## What you are asked to do
Below are some records. Print exactly the lines between the one holding "async fn store(&self, r: &Round) -> Result<(), Error>;" and the one holding "still on record.", inclusive, and nothing else.

-------- Given data

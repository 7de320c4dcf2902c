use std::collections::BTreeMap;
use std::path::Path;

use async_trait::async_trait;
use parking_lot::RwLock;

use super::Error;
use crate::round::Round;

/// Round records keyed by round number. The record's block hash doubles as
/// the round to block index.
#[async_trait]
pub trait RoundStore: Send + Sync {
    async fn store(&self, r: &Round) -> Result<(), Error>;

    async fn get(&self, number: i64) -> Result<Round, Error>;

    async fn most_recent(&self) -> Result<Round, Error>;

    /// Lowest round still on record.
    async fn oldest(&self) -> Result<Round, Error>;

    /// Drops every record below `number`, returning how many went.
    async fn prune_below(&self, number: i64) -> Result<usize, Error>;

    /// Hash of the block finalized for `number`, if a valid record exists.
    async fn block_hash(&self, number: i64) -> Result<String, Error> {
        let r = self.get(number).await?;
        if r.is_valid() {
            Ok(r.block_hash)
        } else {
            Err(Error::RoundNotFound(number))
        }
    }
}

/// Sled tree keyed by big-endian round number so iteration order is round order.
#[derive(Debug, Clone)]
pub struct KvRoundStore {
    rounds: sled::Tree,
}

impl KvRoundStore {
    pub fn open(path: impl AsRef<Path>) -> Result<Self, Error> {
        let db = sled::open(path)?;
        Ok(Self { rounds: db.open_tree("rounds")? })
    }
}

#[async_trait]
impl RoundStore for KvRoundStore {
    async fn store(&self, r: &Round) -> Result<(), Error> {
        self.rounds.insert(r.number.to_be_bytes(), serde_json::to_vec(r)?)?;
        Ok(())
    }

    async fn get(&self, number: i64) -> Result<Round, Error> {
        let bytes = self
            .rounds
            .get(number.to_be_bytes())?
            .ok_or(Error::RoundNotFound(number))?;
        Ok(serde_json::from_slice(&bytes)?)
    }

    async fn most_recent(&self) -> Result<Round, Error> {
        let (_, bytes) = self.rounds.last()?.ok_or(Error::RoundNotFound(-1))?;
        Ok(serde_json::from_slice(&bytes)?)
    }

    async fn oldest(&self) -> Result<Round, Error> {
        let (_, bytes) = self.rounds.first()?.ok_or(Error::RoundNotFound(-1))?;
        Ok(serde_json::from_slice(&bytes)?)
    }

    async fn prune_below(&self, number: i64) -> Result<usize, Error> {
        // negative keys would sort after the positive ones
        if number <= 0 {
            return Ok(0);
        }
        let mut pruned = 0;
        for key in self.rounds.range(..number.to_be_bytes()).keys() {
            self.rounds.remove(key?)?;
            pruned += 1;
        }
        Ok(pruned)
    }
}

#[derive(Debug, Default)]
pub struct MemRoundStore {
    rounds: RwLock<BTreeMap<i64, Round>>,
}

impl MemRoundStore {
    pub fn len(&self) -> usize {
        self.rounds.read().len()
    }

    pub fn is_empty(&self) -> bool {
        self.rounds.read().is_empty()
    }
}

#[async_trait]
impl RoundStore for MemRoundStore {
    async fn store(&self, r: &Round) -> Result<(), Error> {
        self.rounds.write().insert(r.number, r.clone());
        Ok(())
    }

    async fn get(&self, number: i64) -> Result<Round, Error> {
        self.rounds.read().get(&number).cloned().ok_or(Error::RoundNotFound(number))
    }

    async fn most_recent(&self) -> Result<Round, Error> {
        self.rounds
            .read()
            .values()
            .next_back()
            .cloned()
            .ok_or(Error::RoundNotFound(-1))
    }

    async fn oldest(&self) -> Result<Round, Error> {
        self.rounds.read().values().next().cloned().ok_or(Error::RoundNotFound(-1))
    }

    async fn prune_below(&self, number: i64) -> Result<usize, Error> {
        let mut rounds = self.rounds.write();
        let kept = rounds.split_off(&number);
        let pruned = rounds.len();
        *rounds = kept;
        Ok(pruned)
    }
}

----------------
-------- Given data

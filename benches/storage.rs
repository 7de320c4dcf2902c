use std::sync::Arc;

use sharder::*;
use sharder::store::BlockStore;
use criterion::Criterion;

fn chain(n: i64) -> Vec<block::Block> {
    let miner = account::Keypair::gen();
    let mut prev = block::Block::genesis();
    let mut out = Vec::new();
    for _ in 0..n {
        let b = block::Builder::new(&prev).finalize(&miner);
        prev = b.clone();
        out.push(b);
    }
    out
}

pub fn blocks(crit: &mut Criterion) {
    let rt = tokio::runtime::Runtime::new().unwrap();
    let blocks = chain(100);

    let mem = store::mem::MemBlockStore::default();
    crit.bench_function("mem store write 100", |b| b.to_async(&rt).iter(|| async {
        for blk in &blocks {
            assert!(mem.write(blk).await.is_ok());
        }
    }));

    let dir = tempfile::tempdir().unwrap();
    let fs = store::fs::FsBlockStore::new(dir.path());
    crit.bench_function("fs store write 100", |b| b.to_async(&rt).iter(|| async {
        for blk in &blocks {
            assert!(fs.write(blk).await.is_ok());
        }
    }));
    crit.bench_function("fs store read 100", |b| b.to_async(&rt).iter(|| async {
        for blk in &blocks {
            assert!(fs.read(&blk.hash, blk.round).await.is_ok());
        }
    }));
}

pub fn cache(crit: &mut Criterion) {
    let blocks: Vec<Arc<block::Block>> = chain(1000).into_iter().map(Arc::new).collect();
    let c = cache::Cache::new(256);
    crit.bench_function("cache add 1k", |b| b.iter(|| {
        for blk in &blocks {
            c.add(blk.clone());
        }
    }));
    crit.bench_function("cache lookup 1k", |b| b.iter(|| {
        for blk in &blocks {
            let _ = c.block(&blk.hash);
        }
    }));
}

----------------

## Answer to this exercise
    async fn store(&self, r: &Round) -> Result<(), Error>;

    async fn get(&self, number: i64) -> Result<Round, Error>;

    async fn most_recent(&self) -> Result<Round, Error>;

    /// Lowest round still on record.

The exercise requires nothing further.